Task instructions :: Given the records below, pull every line with the word "carries" into the answer.

Items listed in a dataset:
========

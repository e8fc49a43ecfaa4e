//! Translation units and job records
//!
//! These are the records exchanged with the job ledger and stored in the TM. On the
//! wire a TU carries either a plain `src`/`tgt` string or a normalized `nsrc`/`ntgt`
//! part list; in memory that choice is the [`TuText`] sum type.

use crate::codec::{
    CodecError, CodecResult, flatten_to_mini_v1, flatten_to_ordinal, flatten_v1,
    source_and_target_are_compatible,
};
use crate::notes::Notes;
use crate::nstr::NormalizedString;
use crate::tm::{TmError, TmResult};
use icu_locale::Locale;
use serde::{Deserialize, Serialize};
use serde_json::Value;
use std::collections::{BTreeMap, HashMap, VecDeque};
use std::fmt;

/// Source or target content of a TU
#[derive(Debug, Clone, PartialEq, Eq, Serialize, Deserialize)]
#[serde(untagged)]
pub enum TuText {
    Plain(String),
    Normalized(NormalizedString),
}

impl TuText {
    /// Content-index key: literal text with placeholders reduced to their kind
    pub fn flatten_ordinal(&self) -> String {
        match self {
            TuText::Plain(text) => text.clone(),
            TuText::Normalized(nstr) => flatten_to_ordinal(nstr),
        }
    }

    pub fn to_normalized(&self) -> NormalizedString {
        match self {
            TuText::Plain(text) => NormalizedString::from_text(text.as_str()),
            TuText::Normalized(nstr) => nstr.clone(),
        }
    }

    pub fn as_normalized(&self) -> Option<&NormalizedString> {
        match self {
            TuText::Normalized(nstr) => Some(nstr),
            TuText::Plain(_) => None,
        }
    }

    /// Compare by minified-`v1` flattening, so renamed placeholder values do not count
    /// as a content change
    pub fn same_content(&self, other: &TuText) -> bool {
        self.mini_v1() == other.mini_v1()
    }

    fn mini_v1(&self) -> String {
        match self {
            TuText::Plain(text) => text.clone(),
            TuText::Normalized(nstr) => flatten_to_mini_v1(nstr),
        }
    }
}

impl From<&str> for TuText {
    fn from(text: &str) -> Self {
        TuText::Plain(text.to_string())
    }
}

impl From<String> for TuText {
    fn from(text: String) -> Self {
        TuText::Plain(text)
    }
}

impl From<NormalizedString> for TuText {
    fn from(nstr: NormalizedString) -> Self {
        TuText::Normalized(nstr)
    }
}

impl fmt::Display for TuText {
    fn fmt(&self, f: &mut fmt::Formatter<'_>) -> fmt::Result {
        match self {
            TuText::Plain(text) => f.write_str(text),
            TuText::Normalized(nstr) => nstr.fmt(f),
        }
    }
}

/// A translation unit
///
/// `guid` is computed upstream and never changes. Fields outside the stored schema
/// are kept in `extra` until the TU is written to a TM.
#[derive(Debug, Clone, Default, PartialEq, Serialize, Deserialize)]
#[serde(from = "TuRecord", into = "TuRecord")]
pub struct TranslationUnit {
    pub guid: String,
    pub rid: Option<String>,
    pub sid: Option<String>,
    pub prj: Option<String>,
    pub seq: Option<i64>,
    pub src: Option<TuText>,
    pub tgt: Option<TuText>,
    pub notes: Option<Notes>,
    /// Quality rank, higher wins
    pub q: Option<i64>,
    /// Update time in milliseconds since the epoch
    pub ts: Option<i64>,
    pub job_guid: Option<String>,
    pub inflight: bool,
    pub extra: BTreeMap<String, Value>,
}

#[derive(Clone, Default, Serialize, Deserialize)]
#[serde(rename_all = "camelCase")]
struct TuRecord {
    #[serde(default)]
    guid: String,
    #[serde(default, skip_serializing_if = "Option::is_none")]
    rid: Option<String>,
    #[serde(default, skip_serializing_if = "Option::is_none")]
    sid: Option<String>,
    #[serde(default, skip_serializing_if = "Option::is_none")]
    prj: Option<String>,
    #[serde(default, skip_serializing_if = "Option::is_none")]
    seq: Option<i64>,
    #[serde(default, skip_serializing_if = "Option::is_none")]
    src: Option<String>,
    #[serde(default, skip_serializing_if = "Option::is_none")]
    nsrc: Option<NormalizedString>,
    #[serde(default, skip_serializing_if = "Option::is_none")]
    tgt: Option<String>,
    #[serde(default, skip_serializing_if = "Option::is_none")]
    ntgt: Option<NormalizedString>,
    #[serde(default, skip_serializing_if = "Option::is_none")]
    notes: Option<Notes>,
    #[serde(default, skip_serializing_if = "Option::is_none")]
    q: Option<i64>,
    #[serde(default, skip_serializing_if = "Option::is_none")]
    ts: Option<i64>,
    #[serde(default, skip_serializing_if = "Option::is_none")]
    job_guid: Option<String>,
    #[serde(default, skip_serializing_if = "std::ops::Not::not")]
    inflight: bool,
    #[serde(flatten)]
    extra: BTreeMap<String, Value>,
}

fn split_text(text: Option<TuText>) -> (Option<String>, Option<NormalizedString>) {
    match text {
        Some(TuText::Plain(text)) => (Some(text), None),
        Some(TuText::Normalized(nstr)) => (None, Some(nstr)),
        None => (None, None),
    }
}

fn join_text(plain: Option<String>, normalized: Option<NormalizedString>) -> Option<TuText> {
    normalized
        .map(TuText::Normalized)
        .or(plain.map(TuText::Plain))
}

impl From<TuRecord> for TranslationUnit {
    fn from(record: TuRecord) -> Self {
        TranslationUnit {
            guid: record.guid,
            rid: record.rid,
            sid: record.sid,
            prj: record.prj,
            seq: record.seq,
            src: join_text(record.src, record.nsrc),
            tgt: join_text(record.tgt, record.ntgt),
            notes: record.notes,
            q: record.q,
            ts: record.ts,
            job_guid: record.job_guid,
            inflight: record.inflight,
            extra: record.extra,
        }
    }
}

impl From<TranslationUnit> for TuRecord {
    fn from(tu: TranslationUnit) -> Self {
        let (src, nsrc) = split_text(tu.src);
        let (tgt, ntgt) = split_text(tu.tgt);
        TuRecord {
            guid: tu.guid,
            rid: tu.rid,
            sid: tu.sid,
            prj: tu.prj,
            seq: tu.seq,
            src,
            nsrc,
            tgt,
            ntgt,
            notes: tu.notes,
            q: tu.q,
            ts: tu.ts,
            job_guid: tu.job_guid,
            inflight: tu.inflight,
            extra: tu.extra,
        }
    }
}

fn replace_if_some<T>(field: &mut Option<T>, value: Option<T>) {
    if value.is_some() {
        *field = value;
    }
}

impl TranslationUnit {
    pub fn new(guid: impl Into<String>) -> Self {
        TranslationUnit {
            guid: guid.into(),
            ..Default::default()
        }
    }

    pub fn with_src(mut self, src: impl Into<TuText>) -> Self {
        self.src = Some(src.into());
        self
    }

    pub fn with_tgt(mut self, tgt: impl Into<TuText>) -> Self {
        self.tgt = Some(tgt.into());
        self
    }

    pub fn with_quality(mut self, q: i64) -> Self {
        self.q = Some(q);
        self
    }

    pub fn with_ts(mut self, ts: i64) -> Self {
        self.ts = Some(ts);
        self
    }

    /// Layer `other` on top of `self`: every field `other` carries replaces ours
    pub fn overlay(mut self, other: TranslationUnit) -> Self {
        if !other.guid.is_empty() {
            self.guid = other.guid;
        }
        replace_if_some(&mut self.rid, other.rid);
        replace_if_some(&mut self.sid, other.sid);
        replace_if_some(&mut self.prj, other.prj);
        replace_if_some(&mut self.seq, other.seq);
        replace_if_some(&mut self.src, other.src);
        replace_if_some(&mut self.tgt, other.tgt);
        replace_if_some(&mut self.notes, other.notes);
        replace_if_some(&mut self.q, other.q);
        replace_if_some(&mut self.ts, other.ts);
        replace_if_some(&mut self.job_guid, other.job_guid);
        self.inflight |= other.inflight;
        self.extra.extend(other.extra);
        self
    }

    /// Copy the fields that always follow the current source content
    pub fn refresh_from_source(&mut self, source: &TranslationUnit) {
        replace_if_some(&mut self.src, source.src.clone());
        replace_if_some(&mut self.rid, source.rid.clone());
        replace_if_some(&mut self.sid, source.sid.clone());
        replace_if_some(&mut self.prj, source.prj.clone());
        replace_if_some(&mut self.seq, source.seq);
        replace_if_some(&mut self.notes, source.notes.clone());
    }

    /// Check the mandatory fields of a stored entry
    ///
    /// # Errors
    ///
    /// [`TmError::InvalidEntry`] when the guid is empty, the quality is missing, or the
    /// entry has neither a timestamped target nor the in-flight mark.
    pub fn validate(&self) -> TmResult<()> {
        let reason = if self.guid.is_empty() {
            Some("missing guid")
        } else if self.q.is_none() {
            Some("missing quality")
        } else if !(self.inflight || (self.ts.is_some() && self.tgt.is_some())) {
            Some("missing timestamp or target and not in flight")
        } else {
            None
        };
        match reason {
            Some(reason) => Err(TmError::InvalidEntry {
                guid: self.guid.clone(),
                reason: reason.to_string(),
            }),
            None => Ok(()),
        }
    }

    /// Whether the target carries exactly the placeholders of the source
    ///
    /// Missing source or target is never compatible; plain strings are compared as
    /// single literal runs.
    pub fn is_compatible(&self) -> bool {
        match (&self.src, &self.tgt) {
            (Some(src), Some(tgt)) => {
                source_and_target_are_compatible(&src.to_normalized(), &tgt.to_normalized())
            }
            _ => false,
        }
    }

    /// Give every target placeholder the `v1` of the source placeholder with the same
    /// value, first in first out. No-op unless some target placeholder lacks `v1`.
    ///
    /// # Errors
    ///
    /// [`CodecError::PlaceholderMismatch`] for a target placeholder with no remaining
    /// source counterpart.
    pub fn backfill_target_v1(&mut self) -> CodecResult<()> {
        let (Some(TuText::Normalized(nsrc)), Some(TuText::Normalized(ntgt))) =
            (&self.src, &mut self.tgt)
        else {
            return Ok(());
        };
        if ntgt.placeholders().all(|ph| ph.v1.is_some()) {
            return Ok(());
        }
        let mut lookup: HashMap<String, VecDeque<String>> = HashMap::new();
        for (token, ph) in flatten_v1(nsrc).1 {
            lookup.entry(ph.value).or_default().push_back(token);
        }
        for ph in ntgt.placeholders_mut() {
            let v1 = lookup
                .get_mut(&ph.value)
                .and_then(VecDeque::pop_front)
                .ok_or_else(|| CodecError::PlaceholderMismatch(ph.value.clone()))?;
            ph.v1 = Some(v1);
        }
        Ok(())
    }

    /// The TU as stored in a TM: unknown fields dropped, target `v1` back-filled
    pub fn whitelisted(mut self) -> CodecResult<Self> {
        self.extra.clear();
        self.backfill_target_v1()?;
        Ok(self)
    }
}

/// Lifecycle state of a translation job
#[derive(Debug, Clone, Copy, PartialEq, Eq, Hash, Serialize, Deserialize)]
#[serde(rename_all = "lowercase")]
pub enum JobState {
    /// Request written, not yet sent
    Req,
    /// Accepted by an asynchronous vendor, results pending
    Pending,
    Done,
    Blocked,
}

impl JobState {
    /// Whether jobs in this state feed the TM
    pub fn is_tracked(self) -> bool {
        matches!(self, JobState::Pending | JobState::Done)
    }

    pub fn as_str(self) -> &'static str {
        match self {
            JobState::Req => "req",
            JobState::Pending => "pending",
            JobState::Done => "done",
            JobState::Blocked => "blocked",
        }
    }
}

impl fmt::Display for JobState {
    fn fmt(&self, f: &mut fmt::Formatter<'_>) -> fmt::Result {
        f.write_str(self.as_str())
    }
}

/// Job status as recorded by the ledger and mirrored in the TM
#[derive(Debug, Clone, Copy, PartialEq, Eq, Serialize, Deserialize)]
pub struct JobStatus {
    pub status: JobState,
    /// Modification time of the job body in milliseconds
    pub mtime: i64,
}

/// What was sent to a translation collaborator
#[derive(Debug, Clone, Default, PartialEq, Serialize, Deserialize)]
#[serde(rename_all = "camelCase")]
pub struct JobRequest {
    pub job_guid: String,
    pub source_lang: String,
    pub target_lang: String,
    #[serde(default, skip_serializing_if = "Option::is_none")]
    pub translation_provider: Option<String>,
    #[serde(default)]
    pub tus: Vec<TranslationUnit>,
}

impl JobRequest {
    pub fn tu(&self, guid: &str) -> Option<&TranslationUnit> {
        self.tus.iter().find(|tu| tu.guid == guid)
    }
}

/// What a translation collaborator returned
#[derive(Debug, Clone, PartialEq, Serialize, Deserialize)]
#[serde(rename_all = "camelCase")]
pub struct JobResponse {
    pub job_guid: String,
    pub source_lang: String,
    pub target_lang: String,
    pub status: JobState,
    #[serde(default, skip_serializing_if = "Option::is_none")]
    pub ts: Option<i64>,
    #[serde(default, skip_serializing_if = "Option::is_none")]
    pub translation_provider: Option<String>,
    #[serde(default)]
    pub tus: Vec<TranslationUnit>,
    /// Guids still awaiting a translation
    #[serde(default, skip_serializing_if = "Vec::is_empty")]
    pub inflight: Vec<String>,
}

impl JobResponse {
    /// An empty response echoing the identity of `request`
    pub fn for_request(request: &JobRequest, status: JobState) -> Self {
        JobResponse {
            job_guid: request.job_guid.clone(),
            source_lang: request.source_lang.clone(),
            target_lang: request.target_lang.clone(),
            status,
            ts: None,
            translation_provider: request.translation_provider.clone(),
            tus: Vec::new(),
            inflight: Vec::new(),
        }
    }
}

/// A (sourceLang, targetLang) pair with both tags validated
#[derive(Debug, Clone, PartialEq, Eq, Hash, PartialOrd, Ord)]
pub struct LangPair {
    pub source_lang: String,
    pub target_lang: String,
}

impl LangPair {
    /// # Errors
    ///
    /// [`TmError::InvalidLanguage`] if either tag is not a valid BCP-47 locale.
    pub fn new(source_lang: &str, target_lang: &str) -> TmResult<Self> {
        for lang in [source_lang, target_lang] {
            lang.parse::<Locale>()
                .map_err(|e| TmError::InvalidLanguage(format!("{}: {}", lang, e)))?;
        }
        Ok(LangPair {
            source_lang: source_lang.to_string(),
            target_lang: target_lang.to_string(),
        })
    }

    /// `tmCache_<src>_<tgt>.json`
    pub fn tm_file_name(&self) -> String {
        format!("tmCache_{}_{}.json", self.source_lang, self.target_lang)
    }
}

impl fmt::Display for LangPair {
    fn fmt(&self, f: &mut fmt::Formatter<'_>) -> fmt::Result {
        write!(f, "{} -> {}", self.source_lang, self.target_lang)
    }
}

========

Exercise solution ::
//! wire a TU carries either a plain `src`/`tgt` string or a normalized `nsrc`/`ntgt`
    /// Layer `other` on top of `self`: every field `other` carries replaces ours
    /// Whether the target carries exactly the placeholders of the source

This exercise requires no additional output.